Below are the records. Gather each line that holds "Unauthorized".

[Opening Raw data section]

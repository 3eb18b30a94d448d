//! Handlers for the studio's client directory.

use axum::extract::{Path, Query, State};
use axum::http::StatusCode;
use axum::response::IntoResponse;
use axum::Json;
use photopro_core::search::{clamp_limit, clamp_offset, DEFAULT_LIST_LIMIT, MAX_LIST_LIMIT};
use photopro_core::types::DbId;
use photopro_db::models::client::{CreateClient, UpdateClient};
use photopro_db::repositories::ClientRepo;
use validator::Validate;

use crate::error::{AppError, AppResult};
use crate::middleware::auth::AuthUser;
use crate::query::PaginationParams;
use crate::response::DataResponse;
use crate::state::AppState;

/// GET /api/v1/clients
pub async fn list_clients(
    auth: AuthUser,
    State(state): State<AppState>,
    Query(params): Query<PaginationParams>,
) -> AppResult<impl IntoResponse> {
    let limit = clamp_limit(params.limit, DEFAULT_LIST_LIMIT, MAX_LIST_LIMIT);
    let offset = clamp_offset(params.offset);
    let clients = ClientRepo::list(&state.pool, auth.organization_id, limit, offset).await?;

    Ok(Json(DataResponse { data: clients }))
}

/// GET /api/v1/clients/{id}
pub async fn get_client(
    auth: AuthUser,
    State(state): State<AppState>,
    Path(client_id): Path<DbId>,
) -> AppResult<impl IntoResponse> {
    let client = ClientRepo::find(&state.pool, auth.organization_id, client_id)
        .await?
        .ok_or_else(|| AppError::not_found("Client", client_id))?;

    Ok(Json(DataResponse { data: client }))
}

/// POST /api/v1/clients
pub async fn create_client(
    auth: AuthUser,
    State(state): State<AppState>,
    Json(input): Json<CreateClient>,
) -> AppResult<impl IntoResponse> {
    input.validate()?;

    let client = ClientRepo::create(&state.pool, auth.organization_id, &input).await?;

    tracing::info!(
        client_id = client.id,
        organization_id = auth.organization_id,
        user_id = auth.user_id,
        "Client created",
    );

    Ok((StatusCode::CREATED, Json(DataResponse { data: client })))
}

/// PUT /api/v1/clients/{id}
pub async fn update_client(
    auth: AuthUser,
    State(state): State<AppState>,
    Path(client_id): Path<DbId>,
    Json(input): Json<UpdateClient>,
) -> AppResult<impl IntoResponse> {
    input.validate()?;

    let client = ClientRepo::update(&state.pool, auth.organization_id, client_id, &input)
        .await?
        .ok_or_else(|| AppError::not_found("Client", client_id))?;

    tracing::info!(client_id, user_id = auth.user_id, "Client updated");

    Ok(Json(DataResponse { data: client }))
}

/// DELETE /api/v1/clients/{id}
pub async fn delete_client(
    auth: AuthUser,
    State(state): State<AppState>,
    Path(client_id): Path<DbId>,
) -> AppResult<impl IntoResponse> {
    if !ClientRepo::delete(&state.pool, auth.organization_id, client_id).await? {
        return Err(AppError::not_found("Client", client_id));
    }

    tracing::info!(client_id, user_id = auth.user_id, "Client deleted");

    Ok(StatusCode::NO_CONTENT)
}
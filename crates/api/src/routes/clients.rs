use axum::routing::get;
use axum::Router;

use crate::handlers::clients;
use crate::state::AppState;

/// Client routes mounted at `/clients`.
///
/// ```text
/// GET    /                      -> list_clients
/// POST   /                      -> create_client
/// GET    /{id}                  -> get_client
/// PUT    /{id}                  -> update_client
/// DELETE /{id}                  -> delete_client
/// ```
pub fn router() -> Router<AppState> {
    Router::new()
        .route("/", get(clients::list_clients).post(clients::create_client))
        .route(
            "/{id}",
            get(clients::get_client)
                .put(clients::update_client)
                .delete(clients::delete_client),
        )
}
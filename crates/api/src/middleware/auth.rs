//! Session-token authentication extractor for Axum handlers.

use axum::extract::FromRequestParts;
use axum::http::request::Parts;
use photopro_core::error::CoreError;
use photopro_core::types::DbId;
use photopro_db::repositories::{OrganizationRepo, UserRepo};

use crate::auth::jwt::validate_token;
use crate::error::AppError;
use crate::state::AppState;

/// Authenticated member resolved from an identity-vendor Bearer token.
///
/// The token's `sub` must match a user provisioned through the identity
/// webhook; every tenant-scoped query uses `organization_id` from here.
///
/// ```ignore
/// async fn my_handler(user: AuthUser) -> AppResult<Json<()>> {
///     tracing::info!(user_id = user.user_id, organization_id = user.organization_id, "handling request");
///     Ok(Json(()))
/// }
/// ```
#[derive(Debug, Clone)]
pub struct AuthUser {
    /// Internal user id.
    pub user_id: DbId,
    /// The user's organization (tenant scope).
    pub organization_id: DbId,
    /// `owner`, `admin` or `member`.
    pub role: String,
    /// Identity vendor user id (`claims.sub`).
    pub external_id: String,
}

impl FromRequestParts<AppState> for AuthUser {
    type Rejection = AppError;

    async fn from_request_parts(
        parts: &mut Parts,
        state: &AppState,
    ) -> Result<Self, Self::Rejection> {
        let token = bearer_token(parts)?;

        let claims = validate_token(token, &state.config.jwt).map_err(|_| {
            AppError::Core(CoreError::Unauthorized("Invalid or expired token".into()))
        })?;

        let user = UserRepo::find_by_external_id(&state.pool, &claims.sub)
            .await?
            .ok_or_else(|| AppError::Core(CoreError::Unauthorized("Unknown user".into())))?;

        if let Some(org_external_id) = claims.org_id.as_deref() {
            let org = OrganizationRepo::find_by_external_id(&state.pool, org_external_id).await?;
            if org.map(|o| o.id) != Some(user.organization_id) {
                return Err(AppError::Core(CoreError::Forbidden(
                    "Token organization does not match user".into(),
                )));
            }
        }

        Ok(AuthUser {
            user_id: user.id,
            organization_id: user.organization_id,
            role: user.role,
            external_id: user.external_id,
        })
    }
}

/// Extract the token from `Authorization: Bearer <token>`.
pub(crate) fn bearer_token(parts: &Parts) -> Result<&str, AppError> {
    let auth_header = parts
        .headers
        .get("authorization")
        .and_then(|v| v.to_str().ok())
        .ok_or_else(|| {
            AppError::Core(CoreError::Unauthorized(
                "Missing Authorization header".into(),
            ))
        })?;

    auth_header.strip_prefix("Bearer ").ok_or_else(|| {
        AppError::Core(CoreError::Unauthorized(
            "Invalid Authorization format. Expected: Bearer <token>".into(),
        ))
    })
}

[Closing Raw data section]

# [Final answer]
            AppError::Core(CoreError::Unauthorized("Invalid or expired token".into()))
            .ok_or_else(|| AppError::Core(CoreError::Unauthorized("Unknown user".into())))?;
            AppError::Core(CoreError::Unauthorized(
        AppError::Core(CoreError::Unauthorized(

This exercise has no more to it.